Records for the task:
Start of Block

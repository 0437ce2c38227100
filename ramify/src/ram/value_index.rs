use std::{
    collections::{BTreeMap, BTreeSet},
    fmt::{self, Display},
};

use anyhow::Result;
use pretty::RcDoc;
use tracing::trace;

use crate::{
    error::{error, Error},
    id::VarId,
    location::Location,
    logic::ast::{AggregatorId, BranchId, RecordId},
    pretty::Pretty,
};

/// Where the values of one rule become available in its loop nest.
///
/// Variables may be referenced at many locations; the least one, in level-then-column order,
/// is where the variable is bound and every other occurrence reads it. Aggregates, records and
/// branches each materialize at exactly one location, keyed by the handle of their AST node.
///
/// A `ValueIndex` is built for one rule, filled while the loop nest is laid out, and then
/// queried to resolve each argument. Looking up something that was never indexed is an
/// internal error: earlier analyses must have rejected the rule.
#[derive(Debug, Clone, Default)]
pub struct ValueIndex {
    var_references: BTreeMap<VarId, BTreeSet<Location>>,
    generator_locations: im::HashMap<AggregatorId, Location>,
    record_locations: im::HashMap<RecordId, Location>,
    branch_locations: im::HashMap<BranchId, Location>,
}

impl ValueIndex {
    pub fn new() -> Self {
        Self::default()
    }

    pub fn add_var_reference(&mut self, var: VarId, location: Location) {
        trace!(%var, %location, "indexing variable reference");

        self.var_references.entry(var).or_default().insert(location);
    }

    pub fn is_defined(&self, var: VarId) -> bool {
        self.var_references
            .get(&var)
            .map_or(false, |locations| !locations.is_empty())
    }

    pub fn definition_point(&self, var: VarId) -> Result<Location> {
        match self
            .var_references
            .get(&var)
            .and_then(|locations| locations.first())
        {
            Some(location) => Ok(*location),
            None => error(Error::UnresolvedVariable(var)),
        }
    }

    pub fn var_references(&self, var: VarId) -> Result<&BTreeSet<Location>> {
        match self.var_references.get(&var) {
            Some(locations) => Ok(locations),
            None => error(Error::UnresolvedVariable(var)),
        }
    }

    pub fn set_generator_location(&mut self, id: AggregatorId, location: Location) -> Result<()> {
        if let Some(existing) = self.generator_locations.get(&id) {
            return error(Error::DuplicateDefinition(format!(
                "generator #{} is already evaluated at {existing}",
                id.index()
            )));
        }

        trace!(generator = id.index(), %location, "indexing generator");

        self.generator_locations.insert(id, location);

        Ok(())
    }

    pub fn generator_location(&self, id: AggregatorId) -> Result<Location> {
        match self.generator_locations.get(&id) {
            Some(location) => Ok(*location),
            None => error(Error::UnresolvedGenerator(id)),
        }
    }

    /// Whether some aggregate is evaluated at `level`.
    pub fn is_generator(&self, level: usize) -> bool {
        self.generator_locations
            .values()
            .any(|location| location.level() == level)
    }

    pub fn set_record_location(&mut self, id: RecordId, level: usize, column: usize) -> Result<()> {
        let location = Location::new(level, column);

        if let Some(existing) = self.record_locations.get(&id) {
            return error(Error::DuplicateDefinition(format!(
                "record #{} is already defined at {existing}",
                id.index()
            )));
        }

        trace!(record = id.index(), %location, "indexing record");

        self.record_locations.insert(id, location);

        Ok(())
    }

    pub fn record_location(&self, id: RecordId) -> Result<Location> {
        match self.record_locations.get(&id) {
            Some(location) => Ok(*location),
            None => error(Error::UnresolvedRecord(id)),
        }
    }

    pub fn has_record_location(&self, id: RecordId) -> bool {
        self.record_locations.contains_key(&id)
    }

    pub fn set_branch_location(&mut self, id: BranchId, level: usize, column: usize) -> Result<()> {
        let location = Location::new(level, column);

        if let Some(existing) = self.branch_locations.get(&id) {
            return error(Error::DuplicateDefinition(format!(
                "branch #{} is already defined at {existing}",
                id.index()
            )));
        }

        trace!(branch = id.index(), %location, "indexing branch");

        self.branch_locations.insert(id, location);

        Ok(())
    }

    pub fn branch_location(&self, id: BranchId) -> Result<Location> {
        match self.branch_locations.get(&id) {
            Some(location) => Ok(*location),
            None => error(Error::UnresolvedBranch(id)),
        }
    }

    pub fn has_branch_location(&self, id: BranchId) -> bool {
        self.branch_locations.contains_key(&id)
    }

    /// Whether some branch value is found at `level`.
    pub fn is_branch_defined_on(&self, level: usize) -> bool {
        self.branch_locations
            .values()
            .any(|location| location.level() == level)
    }

    /// Whether `level` binds a variable or a record value.
    ///
    /// Aggregates and branches are not considered here; use [`ValueIndex::is_generator`] and
    /// [`ValueIndex::is_branch_defined_on`] for those.
    pub fn is_something_defined_on(&self, level: usize) -> bool {
        let defines_var = self
            .var_references
            .values()
            .filter_map(|locations| locations.first())
            .any(|location| location.level() == level);

        defines_var
            || self
                .record_locations
                .values()
                .any(|location| location.level() == level)
    }
}

impl Pretty for ValueIndex {
    fn to_doc(&self) -> RcDoc<'_, ()> {
        let mut vars = self
            .var_references
            .iter()
            .map(|(var, locations)| (var.resolve(), locations))
            .collect::<Vec<_>>();

        vars.sort_by(|(a, _), (b, _)| a.cmp(b));

        let vars_doc = RcDoc::concat(vars.into_iter().map(|(name, locations)| {
            let locations_doc =
                RcDoc::intersperse(locations.iter().map(RcDoc::as_string), RcDoc::text(", "));

            RcDoc::hardline().append(RcDoc::concat([
                RcDoc::text(name),
                RcDoc::text(": {"),
                locations_doc,
                RcDoc::text("}"),
            ]))
        }))
        .nest(2);

        RcDoc::text("Variables:").append(vars_doc)
    }
}

impl Display for ValueIndex {
    fn fmt(&self, f: &mut fmt::Formatter<'_>) -> fmt::Result {
        self.to_doc().render_fmt(80, f)
    }
}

End of Block

What you need to do: In the answer, the listing above should be restated word for word.

Task answer:
repository 0437ce2c38227100
filename ramify/src/ram/value_index.rs
use std::{
    collections::{BTreeMap, BTreeSet},
    fmt::{self, Display},
};

use anyhow::Result;
use pretty::RcDoc;
use tracing::trace;

use crate::{
    error::{error, Error},
    id::VarId,
    location::Location,
    logic::ast::{AggregatorId, BranchId, RecordId},
    pretty::Pretty,
};

/// Where the values of one rule become available in its loop nest.
///
/// Variables may be referenced at many locations; the least one, in level-then-column order,
/// is where the variable is bound and every other occurrence reads it. Aggregates, records and
/// branches each materialize at exactly one location, keyed by the handle of their AST node.
///
/// A `ValueIndex` is built for one rule, filled while the loop nest is laid out, and then
/// queried to resolve each argument. Looking up something that was never indexed is an
/// internal error: earlier analyses must have rejected the rule.
#[derive(Debug, Clone, Default)]
pub struct ValueIndex {
    var_references: BTreeMap<VarId, BTreeSet<Location>>,
    generator_locations: im::HashMap<AggregatorId, Location>,
    record_locations: im::HashMap<RecordId, Location>,
    branch_locations: im::HashMap<BranchId, Location>,
}

impl ValueIndex {
    pub fn new() -> Self {
        Self::default()
    }

    pub fn add_var_reference(&mut self, var: VarId, location: Location) {
        trace!(%var, %location, "indexing variable reference");

        self.var_references.entry(var).or_default().insert(location);
    }

    pub fn is_defined(&self, var: VarId) -> bool {
        self.var_references
            .get(&var)
            .map_or(false, |locations| !locations.is_empty())
    }

    pub fn definition_point(&self, var: VarId) -> Result<Location> {
        match self
            .var_references
            .get(&var)
            .and_then(|locations| locations.first())
        {
            Some(location) => Ok(*location),
            None => error(Error::UnresolvedVariable(var)),
        }
    }

    pub fn var_references(&self, var: VarId) -> Result<&BTreeSet<Location>> {
        match self.var_references.get(&var) {
            Some(locations) => Ok(locations),
            None => error(Error::UnresolvedVariable(var)),
        }
    }

    pub fn set_generator_location(&mut self, id: AggregatorId, location: Location) -> Result<()> {
        if let Some(existing) = self.generator_locations.get(&id) {
            return error(Error::DuplicateDefinition(format!(
                "generator #{} is already evaluated at {existing}",
                id.index()
            )));
        }

        trace!(generator = id.index(), %location, "indexing generator");

        self.generator_locations.insert(id, location);

        Ok(())
    }

    pub fn generator_location(&self, id: AggregatorId) -> Result<Location> {
        match self.generator_locations.get(&id) {
            Some(location) => Ok(*location),
            None => error(Error::UnresolvedGenerator(id)),
        }
    }

    /// Whether some aggregate is evaluated at `level`.
    pub fn is_generator(&self, level: usize) -> bool {
        self.generator_locations
            .values()
            .any(|location| location.level() == level)
    }

    pub fn set_record_location(&mut self, id: RecordId, level: usize, column: usize) -> Result<()> {
        let location = Location::new(level, column);

        if let Some(existing) = self.record_locations.get(&id) {
            return error(Error::DuplicateDefinition(format!(
                "record #{} is already defined at {existing}",
                id.index()
            )));
        }

        trace!(record = id.index(), %location, "indexing record");

        self.record_locations.insert(id, location);

        Ok(())
    }

    pub fn record_location(&self, id: RecordId) -> Result<Location> {
        match self.record_locations.get(&id) {
            Some(location) => Ok(*location),
            None => error(Error::UnresolvedRecord(id)),
        }
    }

    pub fn has_record_location(&self, id: RecordId) -> bool {
        self.record_locations.contains_key(&id)
    }

    pub fn set_branch_location(&mut self, id: BranchId, level: usize, column: usize) -> Result<()> {
        let location = Location::new(level, column);

        if let Some(existing) = self.branch_locations.get(&id) {
            return error(Error::DuplicateDefinition(format!(
                "branch #{} is already defined at {existing}",
                id.index()
            )));
        }

        trace!(branch = id.index(), %location, "indexing branch");

        self.branch_locations.insert(id, location);

        Ok(())
    }

    pub fn branch_location(&self, id: BranchId) -> Result<Location> {
        match self.branch_locations.get(&id) {
            Some(location) => Ok(*location),
            None => error(Error::UnresolvedBranch(id)),
        }
    }

    pub fn has_branch_location(&self, id: BranchId) -> bool {
        self.branch_locations.contains_key(&id)
    }

    /// Whether some branch value is found at `level`.
    pub fn is_branch_defined_on(&self, level: usize) -> bool {
        self.branch_locations
            .values()
            .any(|location| location.level() == level)
    }

    /// Whether `level` binds a variable or a record value.
    ///
    /// Aggregates and branches are not considered here; use [`ValueIndex::is_generator`] and
    /// [`ValueIndex::is_branch_defined_on`] for those.
    pub fn is_something_defined_on(&self, level: usize) -> bool {
        let defines_var = self
            .var_references
            .values()
            .filter_map(|locations| locations.first())
            .any(|location| location.level() == level);

        defines_var
            || self
                .record_locations
                .values()
                .any(|location| location.level() == level)
    }
}

impl Pretty for ValueIndex {
    fn to_doc(&self) -> RcDoc<'_, ()> {
        let mut vars = self
            .var_references
            .iter()
            .map(|(var, locations)| (var.resolve(), locations))
            .collect::<Vec<_>>();

        vars.sort_by(|(a, _), (b, _)| a.cmp(b));

        let vars_doc = RcDoc::concat(vars.into_iter().map(|(name, locations)| {
            let locations_doc =
                RcDoc::intersperse(locations.iter().map(RcDoc::as_string), RcDoc::text(", "));

            RcDoc::hardline().append(RcDoc::concat([
                RcDoc::text(name),
                RcDoc::text(": {"),
                locations_doc,
                RcDoc::text("}"),
            ]))
        }))
        .nest(2);

        RcDoc::text("Variables:").append(vars_doc)
    }
}

impl Display for ValueIndex {
    fn fmt(&self, f: &mut fmt::Formatter<'_>) -> fmt::Result {
        self.to_doc().render_fmt(80, f)
    }
}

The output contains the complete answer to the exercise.